After Obama spent months telling the public how stupid these ideas were, it was an act of true madness for Democrats to push these same ideas and act like the public was full of economically illiterate rubes somehow tricked by the GOP.
Republicans get high on their own supply
Democrats handed Republicans an amazing political gift in 2010. First, Democrats insisted on passing a big, unpopular law that wouldn’t even go into effect for years. It contained a handful of very unpopular provisions that were perfect for highlighting in stump speeches and attack ads. They played right into the GOP anti-tax, small government brand.
They also did it in a way that deprived them of one of their best political arguments. Before the ACA, Democrats had a real edge on the issue of health care.
Consumer protections were and remain very popular. The recent success of Medicaid expansion ballot measures in very red states shows providing health insurance to low-income people has wide political support. Yet, Democrats implemented some of their most popular long-term campaign promises in one of the least popular forms
Republicans could have banked this as a big win. They could have rallied against the unpopular stuff, made some modest changes to the structure with some elements repealed after they won, and called it victory. Instead, Republicans also engaged in a level of self-delusion that made the 2010 Democratic caucus seem like geniuses by comparison. They convinced themselves that, because the public hated the law for including a mandate, the public somehow hated all the provisions, which they kept telling pollsters they loved.

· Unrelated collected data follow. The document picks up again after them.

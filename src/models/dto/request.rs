use serde::{Deserialize, Serialize};
use validator::Validate;

use crate::constants::languages::DEFAULT_LANGUAGE;

fn default_language() -> String {
    DEFAULT_LANGUAGE.to_string()
}

#[derive(Debug, Clone, Deserialize, Serialize)]
pub struct ChatRequest {
    pub model_name: String,
    pub model_provider: String,
    #[serde(default)]
    pub system_prompt: String,
    #[serde(default)]
    pub messages: Vec<String>,
    #[serde(default)]
    pub allow_search: bool,
    #[serde(default = "default_language")]
    pub language: String,
}

#[derive(Debug, Clone, Deserialize, Serialize, Validate)]
pub struct QuizRequest {
    #[validate(length(min = 1, max = 500, message = "Topic must be between 1 and 500 characters"))]
    pub topic: String,
    #[serde(default = "default_language")]
    pub language: String,
    #[validate(length(min = 1))]
    pub model_name: String,
    #[validate(length(min = 1))]
    pub model_provider: String,
}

While Democrats gave the American people a supreme pizza with rotten fish, Republicans tried to give the public a whole plate of barbed wire with a nice tomato sauce.

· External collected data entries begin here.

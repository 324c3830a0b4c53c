use actix_web::{http::StatusCode, HttpResponse, ResponseError};
use serde::Serialize;
use thiserror::Error;

#[derive(Debug, Clone, Error)]
pub enum AppError {
    #[error("Validation error: {0}")]
    ValidationError(String),

    #[error("Gateway error: {0}")]
    GatewayError(String),

    #[error("Render error: {0}")]
    RenderError(String),

    #[error("Internal server error: {0}")]
    InternalError(String),
}

impl AppError {
    pub fn error_code(&self) -> &'static str {
        match self {
            AppError::ValidationError(_) => "VALIDATION_ERROR",
            AppError::GatewayError(_) => "GATEWAY_ERROR",
            AppError::RenderError(_) => "RENDER_ERROR",
            AppError::InternalError(_) => "INTERNAL_ERROR",
        }
    }
}

#[derive(Debug, Serialize)]
pub struct ErrorResponse {
    pub error: String,
    pub code: u16,
}

impl ResponseError for AppError {
    fn status_code(&self) -> StatusCode {
        match self {
            AppError::ValidationError(_) => StatusCode::BAD_REQUEST,
            AppError::GatewayError(_) => StatusCode::BAD_GATEWAY,
            AppError::RenderError(_) => StatusCode::INTERNAL_SERVER_ERROR,
            AppError::InternalError(_) => StatusCode::INTERNAL_SERVER_ERROR,
        }
    }

    fn error_response(&self) -> HttpResponse {
        log::error!("{} ({})", self, self.error_code());
        HttpResponse::build(self.status_code()).json(ErrorResponse {
            error: self.to_string(),
            code: self.status_code().as_u16(),
        })
    }
}

impl From<validator::ValidationErrors> for AppError {
    fn from(err: validator::ValidationErrors) -> Self {
        AppError::ValidationError(err.to_string())
    }
}

impl From<reqwest::Error> for AppError {
    fn from(err: reqwest::Error) -> Self {
        if err.is_timeout() {
            AppError::GatewayError(format!("request timed out: {}", err))
        } else {
            AppError::GatewayError(err.to_string())
        }
    }
}

impl From<async_openai::error::OpenAIError> for AppError {
    fn from(err: async_openai::error::OpenAIError) -> Self {
        AppError::GatewayError(err.to_string())
    }
}

pub type AppResult<T> = Result<T, AppError>;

Most people forget, but the Republicans’ American Health Care Act actually had several elements that, in isolation, were very popular. It ended the very unpopular individual mandate and tax on employer coverage. It provided subsidies to those screwed over by the ACA for making barely more than the threshold. But these very popular provisions were totally overwhelmed by its deeply unpopular provisions, namely cuts to Medicaid and the weakening of consumer protections.

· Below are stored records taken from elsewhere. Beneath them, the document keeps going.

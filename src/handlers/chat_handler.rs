use actix_web::{error::InternalError, web, HttpRequest, HttpResponse};

use crate::{
    app_state::AppState,
    middleware::get_request_id,
    models::dto::{request::ChatRequest, response::ChatResponse},
};

/// Unreadable chat bodies keep the chat contract: 200 with an `error` field.
pub fn chat_json_config() -> web::JsonConfig {
    web::JsonConfig::default().error_handler(|err, req| {
        log::warn!(
            "[{}] rejected chat body: {}",
            get_request_id(req).unwrap_or_default(),
            err
        );
        let body = ChatResponse::failure(format!("Invalid request body: {}", err));
        InternalError::from_response(err, HttpResponse::Ok().json(body)).into()
    })
}

/// Chat replies are always 200; failures travel in the `error` field.
pub async fn chat(
    state: web::Data<AppState>,
    req: HttpRequest,
    request: web::Json<ChatRequest>,
) -> HttpResponse {
    let request = request.into_inner();
    log::info!(
        "[{}] chat model={} provider={} language={}",
        get_request_id(&req).unwrap_or_default(),
        request.model_name,
        request.model_provider,
        request.language
    );

    let response = state.chat_service.chat(request).await;
    HttpResponse::Ok().json(response)
}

In addition, the GOP pursued the AHCA in the worst possible manner. They debated the unpopular bill for weeks until it appeared to be dead. Then they brought back another, even stupider version. By passing their bill in the House and having it fail by one vote in the Senate, they sent a clear message that if they won in the next election they would try it again. They basically wrote Democrats’ campaign ads for them.
In the end, the GOP dropped all the unpopular stuff. They did a few popular things, namely repealing the individual mandate and tax on employer coverage. By that point, it was too late because the damage was already done.
Has anyone learned a lesson?
Multiple historic wave elections and over a billion dollars spent on ads and political organizing around the issue basically left us with something fairly close to the health care plan Obama actually supported in his 2008 presidential campaign. It’s basically the same plan we would have gotten if Democrats had listened to the polls in 2009.
I hope members of Congress, wonks, and activists have learned a lesson from this ordeal. They should expect all proposals to be judged by their least popular major provision.
If one package is unpopular due to a bad element, don’t expect the exact opposite to be popular, either.
It does not matter how well a Medicare for All plan or climate change plan polls in the abstract if the major parts are not fully developed.
Find a way to bring the public on board for the unpopular parts or find a way to exclude them. Springing the unpopular parts on the public at the last minute is the surest way to a political disaster.